_EXERCISE BRIEF_
Note each line of the entries that includes "monospace". Then copy those lines.

_DATA FOR PROCESSING_
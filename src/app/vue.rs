// src/app/vue.rs
//
// Vue (UI egui) — natif + web
// ---------------------------
// Objectifs :
// - rendu = lecture seule du triple d'affichage (aucun état dupliqué)
// - clavier : chiffres, + - * /, '.', '%', Enter (=), Backspace, Échap
// - tactile : gros boutons
//
// Note :
// - Pas de champ texte dans cette vue : la gestion clavier globale est
//   sûre (pas de double saisie, pas de question de focus).

use eframe::egui;

use super::etat::{AppCalc, Touche};
use crate::noyau::{Affichage, Op};

impl AppCalc {
    /// UI principale : à appeler depuis eframe::App::update(...).
    pub fn ui(&mut self, ui: &mut egui::Ui) {
        // Densité "calc"
        ui.spacing_mut().item_spacing = egui::vec2(6.0, 6.0);

        self.ui_ecran(ui);

        ui.add_space(8.0);

        self.ui_actions(ui);

        ui.add_space(6.0);

        self.ui_pave(ui);
    }

    /// Clavier physique : à appeler depuis update().
    pub fn gerer_clavier(&mut self, ctx: &egui::Context) {
        let mut touches: Vec<Touche> = Vec::new();

        ctx.input(|i| {
            for ev in &i.events {
                if let egui::Event::Text(texte) = ev {
                    for c in texte.chars() {
                        if let Some(t) = touche_depuis_char(c) {
                            touches.push(t);
                        }
                    }
                }
            }
            if i.key_pressed(egui::Key::Enter) {
                touches.push(Touche::Egal);
            }
            if i.key_pressed(egui::Key::Backspace) {
                touches.push(Touche::Retour);
            }
            // Échap = CE (et donc reset complet en état d'erreur)
            if i.key_pressed(egui::Key::Escape) {
                touches.push(Touche::EffaceSaisie);
            }
        });

        for t in touches {
            self.appuyer(t);
        }
    }

    /* ------------------------ Écran ------------------------ */

    fn ui_ecran(&self, ui: &mut egui::Ui) {
        let affichage = self.affichage().clone();
        let memoire = self.memoire_occupee();

        // ligne secondaire : expression engagée + indicateur mémoire
        ui.horizontal(|ui| {
            if memoire {
                ui.monospace("M");
            }
            ui.with_layout(egui::Layout::right_to_left(egui::Align::Center), |ui| {
                ui.monospace(&affichage.secondaire);
            });
        });

        Self::ecran_principal(ui, &affichage);
    }

    fn ecran_principal(ui: &mut egui::Ui, affichage: &Affichage) {
        egui::Frame::group(ui.style())
            .fill(ui.visuals().extreme_bg_color)
            .show(ui, |ui| {
                ui.set_min_width(ui.available_width());
                ui.with_layout(egui::Layout::right_to_left(egui::Align::Center), |ui| {
                    let texte = egui::RichText::new(&affichage.principal)
                        .monospace()
                        .size(28.0);
                    if affichage.erreur {
                        ui.colored_label(ui.visuals().error_fg_color, texte);
                    } else {
                        ui.label(texte);
                    }
                });
            });
    }

    /* ------------------------ Boutons ------------------------ */

    fn ui_actions(&mut self, ui: &mut egui::Ui) {
        ui.horizontal(|ui| {
            self.bouton_action(ui, "AC", "Remise à zéro totale", Touche::ResetTotal);
            self.bouton_action(ui, "CE", "Efface l'opérande en cours", Touche::EffaceSaisie);
            self.bouton_action(ui, "⌫", "Efface le dernier caractère", Touche::Retour);
        });
    }

    fn ui_pave(&mut self, ui: &mut egui::Ui) {
        egui::Grid::new("pave_calculatrice")
            .num_columns(4)
            .spacing([6.0, 6.0])
            .show(ui, |ui| {
                self.bouton(ui, "MC", Touche::MemoireEfface);
                self.bouton(ui, "MR", Touche::MemoireRappel);
                self.bouton(ui, "M+", Touche::MemoirePlus);
                self.bouton(ui, "M−", Touche::MemoireMoins);
                ui.end_row();

                self.bouton(ui, "7", Touche::Chiffre('7'));
                self.bouton(ui, "8", Touche::Chiffre('8'));
                self.bouton(ui, "9", Touche::Chiffre('9'));
                self.bouton(ui, "÷", Touche::Operateur(Op::Divise));
                ui.end_row();

                self.bouton(ui, "4", Touche::Chiffre('4'));
                self.bouton(ui, "5", Touche::Chiffre('5'));
                self.bouton(ui, "6", Touche::Chiffre('6'));
                self.bouton(ui, "×", Touche::Operateur(Op::Fois));
                ui.end_row();

                self.bouton(ui, "1", Touche::Chiffre('1'));
                self.bouton(ui, "2", Touche::Chiffre('2'));
                self.bouton(ui, "3", Touche::Chiffre('3'));
                self.bouton(ui, "−", Touche::Operateur(Op::Moins));
                ui.end_row();

                self.bouton(ui, "±", Touche::Signe);
                self.bouton(ui, "0", Touche::Chiffre('0'));
                self.bouton(ui, ".", Touche::Point);
                self.bouton(ui, "+", Touche::Operateur(Op::Plus));
                ui.end_row();

                self.bouton(ui, "%", Touche::Pourcent);
                ui.label("");
                ui.label("");
                self.bouton(ui, "=", Touche::Egal);
                ui.end_row();
            });
    }

    fn bouton(&mut self, ui: &mut egui::Ui, label: &str, touche: Touche) {
        let resp = ui.add_sized([46.0, 32.0], egui::Button::new(label));
        if resp.clicked() {
            self.appuyer(touche);
        }
    }

    fn bouton_action(&mut self, ui: &mut egui::Ui, label: &str, tip: &str, touche: Touche) {
        let resp = ui
            .add_sized([56.0, 30.0], egui::Button::new(label))
            .on_hover_text(tip);
        if resp.clicked() {
            self.appuyer(touche);
        }
    }
}

/// Caractère tapé -> touche logique.
/// ',' est accepté comme point décimal (clavier FR).
fn touche_depuis_char(c: char) -> Option<Touche> {
    if c.is_ascii_digit() {
        return Some(Touche::Chiffre(c));
    }
    match c {
        '.' | ',' => Some(Touche::Point),
        '%' => Some(Touche::Pourcent),
        '=' => Some(Touche::Egal),
        _ => Op::depuis_char(c).map(Touche::Operateur),
    }
}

_ANSWER BOX_
                ui.monospace("M");
                ui.monospace(&affichage.secondaire);
                        .monospace()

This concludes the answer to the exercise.